5:10 am and been awake for about an hour now. Just had a call from my housemate saying that he has been rushed into hospital as he collapsed earlier on tonight. He seems in good form and know how that place, quick in and get ya out. So going to have to give a little TLC now.
On a more personal note, I thought things were tripping along too nice and would soon have to have a setback, well it has happened. I am in my comfort zone now and am quite happy to sit here, was a quote from one of my previous postings. Well yes I am in my comfort zone and trying to push to the next level.
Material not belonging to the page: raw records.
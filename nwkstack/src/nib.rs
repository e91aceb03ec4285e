//! Network information base: this node's identity and tree parameters.

use crate::config::NibConfig;
use crate::tree::{calc_cskip, TreeLimits, TreePosition};
use crate::types::{DeviceType, ShortAddr, COORDINATOR_ADDR, UNASSIGNED_ADDR};

#[derive(Debug, Clone)]
pub struct Nib {
    pub short_addr: ShortAddr,
    pub ext_pan_id: u64,
    pub device_type: DeviceType,
    pub rx_on_when_idle: bool,
    pub max_routers: u8,
    pub max_children: u8,
    pub max_depth: u8,
    /// Router children handed an address so far.
    pub router_count: u8,
    /// End-device children handed an address so far.
    pub end_device_count: u8,
    pub joined: bool,
    depth: u8,
    cskip: u16,
    seq: u8,
}

impl Nib {
    pub fn new(config: &NibConfig) -> Self {
        let mut nib = Self {
            short_addr: UNASSIGNED_ADDR,
            ext_pan_id: config.ext_pan_id,
            device_type: config.device_type,
            rx_on_when_idle: config.rx_on_when_idle,
            max_routers: config.max_routers,
            max_children: config.max_children,
            max_depth: config.max_depth,
            router_count: 0,
            end_device_count: 0,
            joined: false,
            depth: 0,
            cskip: 0,
            seq: 0,
        };
        nib.set_depth(0);
        nib
    }

    pub fn depth(&self) -> u8 {
        self.depth
    }

    /// Cskip at this node's depth, cached from the last `set_depth`.
    pub fn cskip(&self) -> u16 {
        self.cskip
    }

    pub fn set_depth(&mut self, depth: u8) {
        self.depth = depth;
        self.cskip = if self.device_type == DeviceType::EndDevice {
            0
        } else {
            calc_cskip(self.tree_limits(), depth)
        };
    }

    pub fn tree_limits(&self) -> TreeLimits {
        TreeLimits {
            max_routers: self.max_routers,
            max_children: self.max_children,
            max_depth: self.max_depth,
        }
    }

    pub fn tree_position(&self) -> TreePosition {
        TreePosition {
            addr: self.short_addr,
            depth: self.depth,
            is_coordinator: self.is_coordinator(),
            limits: self.tree_limits(),
        }
    }

    pub fn is_coordinator(&self) -> bool {
        self.device_type == DeviceType::Coordinator && self.short_addr == COORDINATOR_ADDR
    }

    /// Radius used when the caller passes 0.
    pub fn default_radius(&self) -> u8 {
        self.max_depth.saturating_mul(2)
    }

    /// Last sequence number handed out.
    pub fn seq(&self) -> u8 {
        self.seq
    }

    pub fn next_seq(&mut self) -> u8 {
        self.seq = self.seq.wrapping_add(1);
        self.seq
    }

    /// Forget membership; configuration and the sequence counter are kept.
    pub fn reset(&mut self) {
        self.short_addr = UNASSIGNED_ADDR;
        self.router_count = 0;
        self.end_device_count = 0;
        self.joined = false;
        self.set_depth(0);
    }
}

#[cfg(test)]
mod tests {
    use super::*;

    #[test]
    fn test_new_nib_is_unjoined() {
        let nib = Nib::new(&NibConfig::router());
        assert_eq!(nib.short_addr, UNASSIGNED_ADDR);
        assert!(!nib.joined);
        assert!(!nib.is_coordinator());
    }

    #[test]
    fn test_cskip_follows_depth() {
        let mut nib = Nib::new(&NibConfig::coordinator().with_tree(4, 10, 3));
        assert_eq!(nib.cskip(), 51);
        nib.set_depth(1);
        assert_eq!(nib.cskip(), 11);
        nib.set_depth(3);
        assert_eq!(nib.cskip(), 0);
    }

    #[test]
    fn test_end_device_has_no_block() {
        let nib = Nib::new(&NibConfig::end_device());
        assert_eq!(nib.cskip(), 0);
    }

    #[test]
    fn test_seq_wraps() {
        let mut nib = Nib::new(&NibConfig::router());
        for _ in 0..255 {
            nib.next_seq();
        }
        assert_eq!(nib.seq(), 255);
        assert_eq!(nib.next_seq(), 0);
    }

    #[test]
    fn test_default_radius_is_twice_depth() {
        let nib = Nib::new(&NibConfig::router().with_tree(4, 10, 3));
        assert_eq!(nib.default_radius(), 6);
    }
}
//! Route discovery table.
//!
//! Bookkeeping for discovery floods in progress, keyed by (request id,
//! originator). The flood itself is run by an external route-request /
//! route-reply handler; this table provides duplicate suppression, the
//! backward hop for replies, and timeout cleanup.

use alloc::vec::Vec;

use crate::collections::{Handle, SlotTable};
use crate::route_table::RoutingTable;
use crate::types::{
    NwkError, RouteStatus, ShortAddr, DISCOVERY_EXPIRY_TICKS, INVALID_PATH_COST,
};

#[derive(Debug, Clone, Copy, PartialEq, Eq)]
pub struct DiscoveryEntry {
    pub rreq_id: u8,
    pub src_addr: ShortAddr,
    /// Neighbor that relayed the request to us; replies go back through it.
    pub sender_addr: ShortAddr,
    pub dest_addr: ShortAddr,
    pub forward_cost: u8,
    pub residual_cost: u8,
    pub expiry: u8,
}

/// A discovery that timed out during `periodic`.
#[derive(Debug, Clone, Copy, PartialEq, Eq)]
pub struct ExpiredDiscovery {
    pub entry: DiscoveryEntry,
    /// The destination's routing entry never became active and was removed.
    pub route_purged: bool,
}

pub struct DiscoveryTable {
    entries: SlotTable<DiscoveryEntry>,
}

impl DiscoveryTable {
    pub fn new(capacity: usize) -> Self {
        Self {
            entries: SlotTable::with_capacity(capacity),
        }
    }

    pub fn find(&self, rreq_id: u8, src_addr: ShortAddr) -> Option<Handle> {
        self.entries
            .find(|e| e.rreq_id == rreq_id && e.src_addr == src_addr)
    }

    pub fn get(&self, handle: Handle) -> Option<&DiscoveryEntry> {
        self.entries.get(handle)
    }

    pub fn get_mut(&mut self, handle: Handle) -> Option<&mut DiscoveryEntry> {
        self.entries.get_mut(handle)
    }

    /// Track a newly observed request. The residual cost starts unknown.
    pub fn add_new(
        &mut self,
        rreq_id: u8,
        src_addr: ShortAddr,
        sender_addr: ShortAddr,
        dest_addr: ShortAddr,
        forward_cost: u8,
    ) -> Result<Handle, NwkError> {
        if self.find(rreq_id, src_addr).is_some() {
            return Err(NwkError::AlreadyExists);
        }
        self.entries
            .insert(DiscoveryEntry {
                rreq_id,
                src_addr,
                sender_addr,
                dest_addr,
                forward_cost,
                residual_cost: INVALID_PATH_COST,
                expiry: DISCOVERY_EXPIRY_TICKS,
            })
            .ok_or(NwkError::TableFull)
    }

    pub fn free(&mut self, handle: Handle) -> Option<DiscoveryEntry> {
        self.entries.remove(handle)
    }

    pub fn clear(&mut self) {
        self.entries.clear();
    }

    /// One slow tick. Entries whose expiry reaches zero are removed, and a
    /// routing entry for their destination that never became active goes
    /// with them.
    pub fn periodic(&mut self, routes: &mut RoutingTable) -> Vec<ExpiredDiscovery> {
        let expired = self.entries.retain(|e| {
            e.expiry = e.expiry.saturating_sub(1);
            e.expiry > 0
        });

        expired
            .into_iter()
            .map(|entry| {
                let never_active = routes
                    .find(entry.dest_addr)
                    .is_some_and(|r| r.status != RouteStatus::Active);
                if never_active {
                    routes.remove(entry.dest_addr);
                }
                ExpiredDiscovery {
                    entry,
                    route_purged: never_active,
                }
            })
            .collect()
    }

    pub fn iter(&self) -> impl Iterator<Item = &DiscoveryEntry> + '_ {
        self.entries.values()
    }

    pub fn len(&self) -> usize {
        self.entries.len()
    }

    pub fn is_empty(&self) -> bool {
        self.entries.is_empty()
    }
}

#[cfg(test)]
mod tests {
    use super::*;

    #[test]
    fn test_add_new_defaults() {
        let mut t = DiscoveryTable::new(4);
        let h = t.add_new(7, 0x10, 0x11, 0x40, 3).unwrap();
        let e = t.get(h).unwrap();
        assert_eq!(e.residual_cost, INVALID_PATH_COST);
        assert_eq!(e.expiry, DISCOVERY_EXPIRY_TICKS);
        assert_eq!(t.find(7, 0x10), Some(h));
        assert_eq!(t.find(7, 0x12), None);
    }

    #[test]
    fn test_duplicate_request_rejected() {
        let mut t = DiscoveryTable::new(4);
        t.add_new(7, 0x10, 0x11, 0x40, 3).unwrap();
        assert_eq!(
            t.add_new(7, 0x10, 0x12, 0x40, 1),
            Err(NwkError::AlreadyExists)
        );
        assert_eq!(t.len(), 1);
    }

    #[test]
    fn test_expiry_decreases_until_removal() {
        let mut t = DiscoveryTable::new(4);
        let mut routes = RoutingTable::new(4);
        let h = t.add_new(1, 0x10, 0x11, 0x40, 0).unwrap();

        let mut last = t.get(h).unwrap().expiry;
        for _ in 0..DISCOVERY_EXPIRY_TICKS - 1 {
            assert!(t.periodic(&mut routes).is_empty());
            let now = t.get(h).unwrap().expiry;
            assert!(now < last);
            assert!(now > 0);
            last = now;
        }
        let expired = t.periodic(&mut routes);
        assert_eq!(expired.len(), 1);
        assert!(t.get(h).is_none());
    }

    #[test]
    fn test_expiry_purges_inactive_route_only() {
        let mut t = DiscoveryTable::new(4);
        let mut routes = RoutingTable::new(4);
        t.add_new(1, 0x10, 0x11, 0x40, 0).unwrap();
        t.add_new(2, 0x10, 0x11, 0x50, 0).unwrap();
        routes.add_or_update(0x40, RouteStatus::DiscoveryUnderway).unwrap();
        routes.add_route(0x50, 0x11, RouteStatus::Active).unwrap();

        let mut expired = Vec::new();
        for _ in 0..DISCOVERY_EXPIRY_TICKS {
            expired.extend(t.periodic(&mut routes));
        }

        assert_eq!(expired.len(), 2);
        assert_eq!(expired[0].entry.dest_addr, 0x40);
        assert!(expired[0].route_purged);
        assert!(!expired[1].route_purged);
        assert!(routes.find(0x40).is_none());
        assert!(routes.find(0x50).is_some());
    }

    #[test]
    fn test_free_and_clear() {
        let mut t = DiscoveryTable::new(2);
        let h = t.add_new(1, 0x10, 0x11, 0x40, 0).unwrap();
        assert!(t.free(h).is_some());
        assert!(t.free(h).is_none());
        t.add_new(2, 0x10, 0x11, 0x40, 0).unwrap();
        t.clear();
        assert!(t.is_empty());
    }
}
I know that this has gotten a hold of me now and that there is no turning point to back out, pretty much like being caught in a snare the more you struggle the worse the pain gets. Ok well I know now not to struggle, but the point is that I am scared to advance to the next level. The reason for this is the guilt over the years and the fact that I have been hidden deep within the mind of my male body. Could be early days yet and still need to get that all important diagnosis but had the opportunity this week to book the appointment yet chose booze instead. Yes the demon drink is also going to be a struggle to get over and going to battle that point first. I know that I am a short step away from starting work again and do not under any circumstances want to go down the path of the way I did last year.
Ok so it is a complete lifestyle change now and let the battle for freedom commence. If only I could just live a normal free spirited life and not have to go through this trauma, but this is something that needs to be ironed out before it irons me out.
Having doubts in my mind? yes, but know that this is the only path that I can take now to a more satisfactory lifestyle.
Anyway, now I am awake, think it's time for a cup of tea.